Joan Margaret Tetzel (June 21, 1921 – October 31, 1977) was an American actress.

Early years
Tetzel was born in New York City and grew up in the Spuyten Duyvil section of the Bronx. Her father, an illustrator, was Austrian, and her mother was Scottish-Canadian.

Radio career
Tetzel played in When a Girl Marries and Woman of Courage, both on CBS.

Film career
Tetzel is noted for her performance in Alfred Hitchcock's The Paradine Case (1947), in which she played "Judy Flaquer", the daughter of the solicitor played by Charles Coburn in the film. In the movie, she is the confidante and best friend of the wife (Ann Todd) of defense lawyer Anthony Keane (Gregory Peck), and is able to objectively see how Keane is ruining his marriage because of his infatuation with Mrs. Paradine (Alida Valli).
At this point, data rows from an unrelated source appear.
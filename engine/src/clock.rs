//! Wall-clock timestamp sources.
//!
//! Every mutation stamps `updated_at` from a [`Clock`], so the clock must never
//! run backwards within one replica. [`SystemClock`] enforces that even if the
//! host clock is adjusted; [`ManualClock`] is fully controlled by the caller.

use crate::Timestamp;
use std::sync::atomic::{AtomicU64, Ordering};

/// Source of millisecond timestamps.
pub trait Clock: Send + Sync {
    /// Current time in milliseconds since the Unix epoch.
    fn now_ms(&self) -> Timestamp;
}

/// Host wall clock, clamped so successive readings are non-decreasing.
#[derive(Debug, Default)]
pub struct SystemClock {
    last: AtomicU64,
}

impl SystemClock {
    pub fn new() -> Self {
        Self::default()
    }
}

impl Clock for SystemClock {
    fn now_ms(&self) -> Timestamp {
        let wall = u64::try_from(chrono::Utc::now().timestamp_millis()).unwrap_or(0);
        let previous = self.last.fetch_max(wall, Ordering::SeqCst);
        previous.max(wall)
    }
}

/// A clock that only moves when told to.
#[derive(Debug, Default)]
pub struct ManualClock {
    now: AtomicU64,
}

impl ManualClock {
    /// Create a clock reading `start`.
    pub fn new(start: Timestamp) -> Self {
        Self {
            now: AtomicU64::new(start),
        }
    }

    /// Jump to an absolute time.
    pub fn set(&self, ts: Timestamp) {
        self.now.store(ts, Ordering::SeqCst);
    }

    /// Move forward by `ms` and return the new reading.
    pub fn advance(&self, ms: u64) -> Timestamp {
        self.now.fetch_add(ms, Ordering::SeqCst) + ms
    }
}

impl Clock for ManualClock {
    fn now_ms(&self) -> Timestamp {
        self.now.load(Ordering::SeqCst)
    }
}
Her other film appearances included Duel in the Sun (1946), The File on Thelma Jordon (1950), Hell Below Zero (1954) and Joy in the Morning (1965).

TV career

Tetzel also worked with Alfred Hitchcock in his TV series Alfred Hitchcock Presents. She played "Eve Ross" in the Alfred Hitchcock Presents episode "Guest for Breakfast". In 1963, she appeared as Marian Stuart, wife of the title character, in Perry Mason's, "The Case of the Decadent Dean." Tetzel also made appearances on Thriller ("An Attractive Family" and "The Devil's Ticket") and Gunsmoke.

Theater career
Aside from her movie career, Tetzel was a well-known stage actress. She appeared in the 1940 revival of Liliom, the original stage production of I Remember Mama, and portrayed Nurse Ratched in the stage production of One Flew Over the Cuckoo's Nest on Broadway. As a noted stage actress, her photo appeared on the front cover of Life Magazine on Monday 16 February 1948.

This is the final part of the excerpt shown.